WHO IS IT RIGHT FOR             
Handsome, pleasing, and happiest when around its people, the Keeshond fits in many lifestyles, at the country, city or sea. It is a robust sailor, which adapts to different weathers perfectly, despite its abundant hair. The Keeshond loves to play, and children and other dogs are its favorite. It is smart and a quick learner, although its strong temperament requires a firm, but loving hand.
Unlike many other haired breeds, the Keeshond should never have a hair clipping. If you are not willing to brush your dog regularly (and pass the vacuum through the house), you may not be the one to take on this Dutch sailor. 
 
DEVELOPMENT             
The Keeshond is born with a weigh of 226 to 340 g. It is born with short hair, almost completely black, perhaps with white patches at the chest and feet. (Removing the dewclaws is optional but advisable.) Spots over the shoulders should be apparent at birth or after a few days, and all the white over the fee should have disappeared after eight or nine weeks. After eight weeks a more abundant coat should be appreciated, with a light undercoat and external black hair at the tips. The lighter spots at the limbs and feet, shoulders, tail and crest should also be visible. The Keeshond changes the hair when becoming an adult and hair care is very demanding during the growth period. After ten months the Keeshond usually reaches its maximum height, and continues developing in substance and hair until the second or third year. The temperament usually doesn’t give problems, and the owner should ensure due socialization and education.
 
HEALTH
At eight weeks the puppy already has the typical Keeshond coat, although it is not complete. The hair in development changes a lot and requires a lot of care. 
Puppies inherit the open and kind temperament of their mother.
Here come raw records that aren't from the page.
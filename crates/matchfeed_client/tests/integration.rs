//! Integration tests for the session engine and the async client.

use matchfeed_client::{
    parse_events, Client, ClientConfig, ClientError, ErrorKind, Session, SummaryFile, Verdict,
};
use matchfeed_protocol::{ClientFrame, GameKey, ServerFrame};
use matchfeed_testkit::{
    game_name_strategy, message_frame, BrokerOptions, DisconnectBehaviour, FixtureDir,
    LoopbackBroker, EVENTS_FULL_JSON, GERMANY_JAPAN, GERMANY_JAPAN_SUMMARY,
};
use proptest::prelude::*;
use std::time::Duration;
use tokio::sync::mpsc;

fn alice() -> Session {
    let mut session = Session::new(ClientConfig::default());
    session.execute("login 127.0.0.1:7777 alice pass").unwrap();
    session.execute("join Germany_Japan").unwrap();
    session
}

fn summarise(session: &mut Session, line: &str) -> SummaryFile {
    session.execute(line).unwrap().summary.unwrap()
}

fn deliver_bobs_timeline(session: &mut Session) {
    let report = parse_events(EVENTS_FULL_JSON).unwrap();
    for event in report.events {
        let event = event.with_owner("bob");
        let frame = message_frame(GERMANY_JAPAN, &event, "bob");
        session.handle_frame(ServerFrame::from_raw(frame).unwrap());
    }
}

#[test]
fn full_report_renders_reference_summary() {
    let fixtures = FixtureDir::new();
    let events = fixtures.full_events();

    let mut session = alice();
    let outcome = session
        .execute(&format!("report {}", events.display()))
        .unwrap();
    assert_eq!(outcome.frames.len(), 8);
    assert!(outcome
        .frames
        .iter()
        .all(|f| matches!(f, ClientFrame::Send { destination, .. } if destination == "/Germany_Japan")));

    let summary = summarise(&mut session, "summary Germany_Japan alice full_summary.txt");
    assert_eq!(summary.contents, GERMANY_JAPAN_SUMMARY);
}

#[test]
fn incomplete_report_yields_empty_summary() {
    let fixtures = FixtureDir::new();
    let events = fixtures.partial_events();

    let mut session = alice();
    session
        .execute(&format!("report {}", events.display()))
        .unwrap();
    let summary = summarise(&mut session, "summary Germany_Japan alice incomplete.txt");

    assert!(summary.is_empty());
}

#[test]
fn incomplete_report_falls_back_to_another_reporter() {
    let fixtures = FixtureDir::new();
    let events = fixtures.partial_events();

    let mut session = alice();
    session
        .execute(&format!("report {}", events.display()))
        .unwrap();
    deliver_bobs_timeline(&mut session);

    let key = GameKey::new(GERMANY_JAPAN);
    let reconciliation = matchfeed_client::reconcile(session.store(), &key, "alice");
    assert_eq!(reconciliation.verdict, Verdict::Fallback { owner: "bob".into() });

    let summary = summarise(&mut session, "summary Germany_Japan alice fallback.txt");
    assert_eq!(summary.contents, GERMANY_JAPAN_SUMMARY);
}

#[test]
fn summary_of_another_reporter() {
    let mut session = alice();
    deliver_bobs_timeline(&mut session);
    let summary = summarise(&mut session, "summary germany-japan bob bob.txt");

    assert_eq!(summary.contents, GERMANY_JAPAN_SUMMARY);
}

#[test]
fn resubmitted_report_replaces_previous_one() {
    let fixtures = FixtureDir::new();
    let full = fixtures.full_events();
    let partial = fixtures.partial_events();

    let mut session = alice();
    session.execute(&format!("report {}", full.display())).unwrap();
    session.execute(&format!("report {}", partial.display())).unwrap();

    let timeline = session
        .store()
        .timeline(&GameKey::new(GERMANY_JAPAN), "alice")
        .unwrap();
    assert_eq!(timeline.len(), 4);
}

#[test]
fn local_errors_leave_state_untouched() {
    let fixtures = FixtureDir::new();
    let mut session = alice();

    let err = session.execute("join").unwrap_err();
    assert_eq!(err.kind(), ErrorKind::Usage);

    let err = session.execute("join GERMANY japan").unwrap_err();
    assert_eq!(err.kind(), ErrorKind::State);

    let err = session
        .execute(&format!("report {}", fixtures.path("missing.json").display()))
        .unwrap_err();
    assert_eq!(err.kind(), ErrorKind::Input);

    assert_eq!(session.registry().len(), 1);
    assert_eq!(session.receipts().len(), 1);
    assert!(session.is_logged_in());
}

proptest! {
    #[test]
    fn one_subscription_per_canonical_game(names in prop::collection::vec(game_name_strategy(), 1..12)) {
        let mut session = Session::new(ClientConfig::default());
        session.execute("login 127.0.0.1:7777 alice pass").unwrap();

        let mut keys = std::collections::HashSet::new();
        for name in &names {
            let result = session.execute(&format!("join {name}"));
            if keys.insert(GameKey::new(name)) {
                prop_assert!(result.is_ok());
            } else {
                prop_assert!(matches!(result, Err(ClientError::AlreadySubscribed(_))));
            }
        }
        prop_assert_eq!(session.registry().len(), keys.len());
    }
}

async fn next_notice(notices: &mut mpsc::UnboundedReceiver<String>) -> String {
    tokio::time::timeout(Duration::from_secs(5), notices.recv())
        .await
        .expect("timed out waiting for a notice")
        .expect("notice channel closed")
}

async fn login(client: &mut Client, notices: &mut mpsc::UnboundedReceiver<String>, broker: &LoopbackBroker) {
    client
        .execute(&format!("login {} alice pass", broker.addr()))
        .await;
    assert_eq!(next_notice(notices).await, "Login successful");
    client.execute("join Germany_Japan").await;
    assert_eq!(next_notice(notices).await, "Joined channel Germany_Japan");
}

#[tokio::test]
async fn client_reports_and_summarises_over_tcp() {
    let broker = LoopbackBroker::start().await.unwrap();
    let fixtures = FixtureDir::new();
    let events = fixtures.full_events();
    let output = fixtures.path("summary.txt");

    let (mut client, mut notices) = Client::new(ClientConfig::default());
    login(&mut client, &mut notices, &broker).await;

    client.execute(&format!("report {}", events.display())).await;
    client
        .execute(&format!("summary Germany_Japan alice {}", output.display()))
        .await;
    assert_eq!(
        next_notice(&mut notices).await,
        format!("Summary written to {}", output.display())
    );
    assert_eq!(fixtures.read("summary.txt"), GERMANY_JAPAN_SUMMARY);

    client.execute("exit Germany_Japan").await;
    assert_eq!(next_notice(&mut notices).await, "Exited channel Germany_Japan");

    client.execute("logout").await;
    assert_eq!(next_notice(&mut notices).await, "Logged out");
    assert!(!client.is_connected());
    assert_eq!(broker.received_commands("SEND").len(), 8);
    assert_eq!(broker.subscriber_count("/Germany_Japan"), 0);
}

#[tokio::test]
async fn resubmission_over_tcp_is_not_undone_by_echoes() {
    let broker = LoopbackBroker::start().await.unwrap();
    let fixtures = FixtureDir::new();
    let full = fixtures.full_events();
    let partial = fixtures.partial_events();
    let output = fixtures.path("resubmitted.txt");

    let (mut client, mut notices) = Client::new(ClientConfig::default());
    login(&mut client, &mut notices, &broker).await;
    client.execute(&format!("report {}", full.display())).await;
    client.execute(&format!("report {}", partial.display())).await;

    // The broker delivers every echo before the receipt of a later command.
    client.execute("exit Germany_Japan").await;
    assert_eq!(next_notice(&mut notices).await, "Exited channel Germany_Japan");

    let timeline_len = client
        .session()
        .lock()
        .store()
        .timeline(&GameKey::new(GERMANY_JAPAN), "alice")
        .map(|t| t.len());
    assert_eq!(timeline_len, Some(4));

    client
        .execute(&format!("summary Germany_Japan alice {}", output.display()))
        .await;
    assert_eq!(
        next_notice(&mut notices).await,
        format!("Summary written to {}", output.display())
    );
    assert_eq!(fixtures.read("resubmitted.txt"), "");
    assert_eq!(broker.received_commands("SEND").len(), 12);
}

#[tokio::test]
async fn client_falls_back_to_published_timeline() {
    let broker = LoopbackBroker::start().await.unwrap();
    let fixtures = FixtureDir::new();
    let partial = fixtures.partial_events();
    let output = fixtures.path("fallback.txt");

    let (mut client, mut notices) = Client::new(ClientConfig::default());
    login(&mut client, &mut notices, &broker).await;
    client.execute(&format!("report {}", partial.display())).await;

    let report = parse_events(EVENTS_FULL_JSON).unwrap();
    for event in &report.events {
        broker.publish("/Germany_Japan", &event.to_body("bob"));
    }

    let session = client.session();
    let key = GameKey::new(GERMANY_JAPAN);
    tokio::time::timeout(Duration::from_secs(5), async {
        loop {
            let received = session
                .lock()
                .store()
                .timeline(&key, "bob")
                .map_or(0, |t| t.len());
            if received == report.events.len() {
                break;
            }
            tokio::time::sleep(Duration::from_millis(10)).await;
        }
    })
    .await
    .expect("bob's events never arrived");

    client
        .execute(&format!("summary Germany_Japan alice {}", output.display()))
        .await;
    assert_eq!(fixtures.read("fallback.txt"), GERMANY_JAPAN_SUMMARY);
}

#[tokio::test]
async fn logout_times_out_without_receipt() {
    let broker = LoopbackBroker::start_with(BrokerOptions {
        on_disconnect: DisconnectBehaviour::Ignore,
    })
    .await
    .unwrap();
    let config = ClientConfig::default().with_receipt_timeout(Duration::from_millis(200));

    let (mut client, mut notices) = Client::new(config);
    login(&mut client, &mut notices, &broker).await;

    client.execute("logout").await;
    assert_eq!(next_notice(&mut notices).await, "Logged out");
    assert!(!client.is_connected());
    assert!(!client.session().lock().is_logged_in());
}

#[tokio::test]
async fn closed_connection_is_released_by_the_broker() {
    let broker = LoopbackBroker::start_with(BrokerOptions {
        on_disconnect: DisconnectBehaviour::Ignore,
    })
    .await
    .unwrap();
    let config = ClientConfig::default().with_receipt_timeout(Duration::from_millis(200));

    let (mut client, mut notices) = Client::new(config);
    login(&mut client, &mut notices, &broker).await;
    client.execute("logout").await;
    assert_eq!(next_notice(&mut notices).await, "Logged out");

    // The broker only forgets alice once it reads the end of our stream.
    assert_eq!(broker.subscriber_count("/Germany_Japan"), 0);
    login(&mut client, &mut notices, &broker).await;
    assert!(client.is_connected());
}

#[tokio::test]
async fn server_closing_during_logout_completes_it() {
    let broker = LoopbackBroker::start_with(BrokerOptions {
        on_disconnect: DisconnectBehaviour::CloseSilently,
    })
    .await
    .unwrap();

    let (mut client, mut notices) = Client::new(ClientConfig::default());
    login(&mut client, &mut notices, &broker).await;

    client.execute("logout").await;
    assert_eq!(next_notice(&mut notices).await, "Logged out");
    assert!(!client.is_connected());
}

#[tokio::test]
async fn server_error_ends_the_session() {
    let broker = LoopbackBroker::start().await.unwrap();
    let (mut client, mut notices) = Client::new(ClientConfig::default());
    login(&mut client, &mut notices, &broker).await;

    // A second login for the same user is refused by the broker.
    let (mut intruder, mut intruder_notices) = Client::new(ClientConfig::default());
    intruder
        .execute(&format!("login {} alice pass", broker.addr()))
        .await;
    assert_eq!(next_notice(&mut intruder_notices).await, "User already logged in");
    assert!(!intruder.session().lock().is_logged_in());

    intruder.execute("join Germany_Japan").await;
    assert_eq!(next_notice(&mut intruder_notices).await, "Please login first");
}

#[tokio::test]
async fn unreachable_server_is_reported_once() {
    let listener = std::net::TcpListener::bind("127.0.0.1:0").unwrap();
    let addr = listener.local_addr().unwrap();
    drop(listener);

    let (mut client, mut notices) = Client::new(ClientConfig::default());
    client.execute(&format!("login {addr} alice pass")).await;

    let notice = next_notice(&mut notices).await;
    assert!(notice.starts_with("transport error: could not connect"));
    assert!(!client.is_connected());
    assert!(!client.session().lock().is_logged_in());
}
The breed is praised for its affectionate and happy character. 
 
The Keeshond is a very healthy breed. 
The most serious problems include hip dysplasia, epilepsy and thyroid problems. Hip dysplasia is not frequent, but even so the breeder should have a certificate. Epilepsy, more common in males than females, is a concern to the breeder; it usually manifests around the third year. A thyroid malfunction  results in matte hair and possible hair loss, but can be treated with medication. Kidney disease is reported, which manifests with weakness, vomit and seizures. Perhaps the largest problems are tumors, especially on the skin. The owner should inspect the dog’s skin, especially when growing older. Shedding can be a problem, and even more skin and parasites can be prevented with careful regular control (there are cases of flea allergies). Veterinarians inform dwarfism cases, tetra logy of Fallot (a heart defect). Von Willebrand, a ventricular sepal defect, and diabetes mellitus in some lines.
 
Although the Keeshond has a series of potential health problems, breeders that also make an effort in selection have minimized their incidence.